If the Cubs can’t win on the road during the season, what kind of a prayer will they have to win a series at all in October?

‘‘The team that provides hope is the ’73 Mets,’’ Maddon said. ‘‘Look up their record.’’

Even the 82-victory Mets, who lost to the Athletics in the World Series, were a lot better on the road (39-41) than these Cubs, who would need a 17-4 road finish to be that good.

‘‘Listen, I am so a one-day-at-a-time guy,’’ Maddon said. ‘‘It was an awful night. They kicked our butt. But I do expect a better product tomorrow.’’

The Cubs are fast running out of tomorrows to figure this out.

Among the more troubling home/road breakdowns is the pitching, which features a 3.35 team ERA at home and a 4.90 ERA on the road. That includes a 4.84 road ERA for the starters after Hamels failed to get an out in the third inning, six days after struggling to finish three innings in Cincinnati.

And there’s this: The Cubs haven’t won a road series against a division opponent in eight tries.
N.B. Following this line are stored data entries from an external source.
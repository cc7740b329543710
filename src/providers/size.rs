use crate::models::{GenerationRequest, ProviderInput};

/// How a provider constrains output dimensions.
#[derive(Debug, Clone, Copy, PartialEq, Eq)]
pub enum SizePolicy {
    /// Any value inside `[min, max]`.
    Clamp { min: u32, max: u32 },
    /// One of a fixed set. Ties resolve to the earlier candidate.
    Snap(&'static [u32]),
}

impl SizePolicy {
    pub fn fit(&self, requested: i64) -> u32 {
        match *self {
            SizePolicy::Clamp { min, max } => requested.clamp(min as i64, max as i64) as u32,
            SizePolicy::Snap(candidates) => snap(requested, candidates),
        }
    }

    pub fn apply(&self, request: GenerationRequest) -> ProviderInput {
        ProviderInput {
            width: self.fit(request.width),
            height: self.fit(request.height),
            prompt: request.prompt,
            extras: request.extras,
        }
    }
}

fn snap(requested: i64, candidates: &[u32]) -> u32 {
    let mut iter = candidates.iter().copied();
    let Some(first) = iter.next() else {
        return requested.clamp(1, u32::MAX as i64) as u32;
    };

    let distance = |candidate: u32| (candidate as i64).abs_diff(requested);
    let mut best = first;
    let mut best_distance = distance(first);
    for candidate in iter {
        let d = distance(candidate);
        if d < best_distance {
            best = candidate;
            best_distance = d;
        }
    }
    best
}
They have four such series left, including the final two of the season.

Assuming they don’t go 18-3 in their last 21 away games, they’ll try to make the postseason with a losing road record for only the third time in their history (1998 and 1932).

Forget 1973. Picture navigating October in the wild-card era with no GPS and 25 millennials trying to read a road map.

The last team to reach the World Series with a losing road record during the season was the 2012 Tigers, who lost to the Giants. In 24 postseasons in the wild-card era, only three teams with a losing road record during the season won the World Series, most recently the 2006 Cardinals.

If there’s a ray of hope for the Cubs, maybe it’s the 2008 Rays, who went 40-41 on the road but wound up in the World Series — with Maddon as their manager.

‘‘If there’s anything you resort to, it’s fundamentals,’’ Maddon said. ‘‘Go back to the basics. Don’t try anything new because it’s not going to play right now. Keep preaching the fundamentals, keep playing, and it’s going to come back to us.’’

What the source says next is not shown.